Sometimes yelling “Forms are the devil’s work” and “Live form-free,” other times lying flat on the sidewalk clutching placards to their chests, 15 to 20 very vocal “protesters” demonstrated against Internet shopping registration forms in front of the Jacob Javits Convention Center.

In July, Qpass, Seattle, entered the electronic wallet market, joining several firms that make products that lurk on consumers’ browsers and facilitate e-commerce transactions by automatically filling out check-out pages on shopping sites. Typically, such firms make money by giving merchants the chance to make targeted promotions to their registered consumers.

Qpass’s less extravagant promotion tactics involve partnerships with banks, including Royal Bank of Canada, Toronto, and Fleet Financial, Baltimore. The banks insert Qpass direct mail inserts into their credit card customers’ billing statements. The inserts encourage bank customers to sign up for Qpass’s digital wallets, which they can do by visiting www.qpass.com. In return, the financial institutions hope to benefit from more credit card transactions.

The handful of demonstrators at the Javits Center swirled about carrying signs with slogans such as “Online Forms Are a Slow Painful Death” and “We’re Being Exposed to Toxic Online Forms” as they handed out lollipops and buttons with the Qpass name and logo. The vast number of Net firms trying to grab attention at the show made Qpass turn to diverse measures, said Cornelius Willis, the company’s vice president of marketing.

“There’s so much noise in this environment, and a lot of folks try hard to just establish an edge to get above the noise,” Willis said. “The neat thing about this is that it ties right into consumer frustration. Our research showed us this is something people feel — maybe not to the degree of starting a movement about it, but it’s got some voltage.”

The company succeeded in turning heads. Though it was impossible to quantify the effectiveness of the maneuver, Qpass attracted a great deal of attention — not all of it positive. Police and security guards hovered nearby, and television journalists ran up with cameras rolling trying to find out what was going on. Usually the demonstrators didn't let anyone in on the act.

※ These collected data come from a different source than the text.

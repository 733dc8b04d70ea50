use super::interval::ExecutionInterval;
use crate::process::Ticks;
use serde::Serialize;

/// Ordered execution intervals produced by one policy run.
///
/// Insertion order is chronological order. A `Timeline` handed back by a
/// policy is read-only: there is no public way to append to it.
#[derive(Debug, Clone, Default, PartialEq, Eq, Serialize)]
#[serde(transparent)]
pub struct Timeline {
    intervals: Vec<ExecutionInterval>,
}

impl Timeline {
    pub(crate) fn with_capacity(capacity: usize) -> Self {
        Self {
            intervals: Vec::with_capacity(capacity),
        }
    }

    pub(crate) fn push(&mut self, process_id: &str, start_time: Ticks, end_time: Ticks) {
        debug_assert!(end_time > start_time, "empty interval for {}", process_id);
        debug_assert!(
            self.makespan() <= start_time,
            "interval for {} overlaps the previous one",
            process_id
        );
        self.intervals
            .push(ExecutionInterval::new(process_id, start_time, end_time));
    }

    pub fn intervals(&self) -> &[ExecutionInterval] {
        &self.intervals
    }

    pub fn iter(&self) -> std::slice::Iter<'_, ExecutionInterval> {
        self.intervals.iter()
    }

    pub fn len(&self) -> usize {
        self.intervals.len()
    }

    pub fn is_empty(&self) -> bool {
        self.intervals.is_empty()
    }

    pub fn into_intervals(self) -> Vec<ExecutionInterval> {
        self.intervals
    }

    /// End of the last interval (0 for an empty timeline)
    pub fn makespan(&self) -> Ticks {
        self.intervals.last().map(|i| i.end_time).unwrap_or(0)
    }

    /// Total non-idle time
    pub fn busy_time(&self) -> Ticks {
        self.intervals.iter().map(ExecutionInterval::duration).sum()
    }

    pub fn intervals_for<'a>(
        &'a self,
        process_id: &'a str,
    ) -> impl Iterator<Item = &'a ExecutionInterval> + 'a {
        self.intervals
            .iter()
            .filter(move |i| i.process_id == process_id)
    }

    pub fn busy_time_for(&self, process_id: &str) -> Ticks {
        self.intervals_for(process_id)
            .map(ExecutionInterval::duration)
            .sum()
    }

    /// First dispatch of a process
    pub fn first_start(&self, process_id: &str) -> Option<Ticks> {
        self.intervals_for(process_id).next().map(|i| i.start_time)
    }

    /// End of a process's last interval
    pub fn completion_time(&self, process_id: &str) -> Option<Ticks> {
        self.intervals_for(process_id).last().map(|i| i.end_time)
    }

    /// Number of adjacent interval pairs that hand the CPU to a different process
    pub fn context_switches(&self) -> usize {
        self.intervals
            .windows(2)
            .filter(|pair| pair[0].process_id != pair[1].process_id)
            .count()
    }
}

impl From<Vec<ExecutionInterval>> for Timeline {
    fn from(intervals: Vec<ExecutionInterval>) -> Self {
        Self { intervals }
    }
}

impl<'a> IntoIterator for &'a Timeline {
    type Item = &'a ExecutionInterval;
    type IntoIter = std::slice::Iter<'a, ExecutionInterval>;

    fn into_iter(self) -> Self::IntoIter {
        self.intervals.iter()
    }
}

/// Builds a timeline for tick-driven policies, coalescing consecutive ticks of
/// the same process into one interval until the next context switch.
#[derive(Debug, Default)]
pub(crate) struct IntervalRecorder {
    timeline: Timeline,
    // (process index, process id, interval start)
    open: Option<(usize, String, Ticks)>,
}

impl IntervalRecorder {
    pub fn new() -> Self {
        Self::default()
    }

    /// Index of the process whose interval is currently open
    pub fn current(&self) -> Option<usize> {
        self.open.as_ref().map(|(index, _, _)| *index)
    }

    /// Close any open interval at `clock` and open one for `index`
    pub fn switch_to(&mut self, index: usize, process_id: &str, clock: Ticks) {
        self.close(clock);
        self.open = Some((index, process_id.to_string(), clock));
    }

    /// Close the open interval at `clock`, if there is one
    pub fn close(&mut self, clock: Ticks) {
        if let Some((_, process_id, start)) = self.open.take() {
            if clock > start {
                self.timeline.push(&process_id, start, clock);
            }
        }
    }

    pub fn finish(mut self, clock: Ticks) -> Timeline {
        self.close(clock);
        self.timeline
    }
}
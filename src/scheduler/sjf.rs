use super::arrivals::ArrivalQueue;
use crate::process::{Process, Ticks};
use crate::timeline::Timeline;
use log::trace;
use std::cmp::Reverse;
use std::collections::BinaryHeap;

/// Non-preemptive shortest job first.
///
/// Selection happens only when the CPU frees up: among arrived processes the
/// smallest burst wins, then the earliest arrival, then input order.
pub(crate) fn schedule(processes: &[Process]) -> Timeline {
    let mut timeline = Timeline::with_capacity(processes.len());
    let mut arrivals = ArrivalQueue::new(processes);
    // (burst_time, arrival_time, input index)
    let mut ready: BinaryHeap<Reverse<(Ticks, Ticks, usize)>> = BinaryHeap::new();
    let mut clock: Ticks = 0;

    loop {
        while let Some(idx) = arrivals.pop_arrived(clock) {
            let process = &processes[idx];
            ready.push(Reverse((process.burst_time, process.arrival_time, idx)));
        }

        let Some(Reverse((burst_time, _, idx))) = ready.pop() else {
            match arrivals.peek_time() {
                Some(next_arrival) => {
                    clock = next_arrival;
                    continue;
                }
                None => break,
            }
        };

        let process = &processes[idx];
        trace!("sjf: {} runs {}..{}", process.id, clock, clock + burst_time);
        timeline.push(&process.id, clock, clock + burst_time);
        clock += burst_time;
    }

    timeline
}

“No one really knows what it’s about,” said Joseph Martorano, a public relations account executive with Cole & Weber, Seattle, the advertising and direct marketing agency that created the campaign. “They’re all shocked to see somebody protesting at a technology conference.”

The marketing maneuver was built on the concept of online forms being a common enemy, Martorano said, adding that Americans have a tradition of protesting “whenever we have a common enemy in our country, from Vietnam to, you know, war in general.”

Apparently, most conference attendees who ventured outside didn't realize demonstration was a tongue-in-cheek affair. Kurt Braunohler, a producer at streaming media firm The Farm Production Co., New York, became involved in a screaming match with the chanting demonstrators, some of whom taunted him by calling him a “communist.” Braunohler said the spectacle was frivolous.

“I'm insulted by this protest,” he told DM News afterward. “As Americans, we have the right social changes through protests, and these are using it for online forms, which is ridiculous. What about the whales?”

When told the protest was actually just a marketing ploy by a digital wallet firm, Braunohler eased up. “Oh,” he said, looking back at the protesters as they marched away. “I feel kind of silly now. Well, I'm still mad about it.”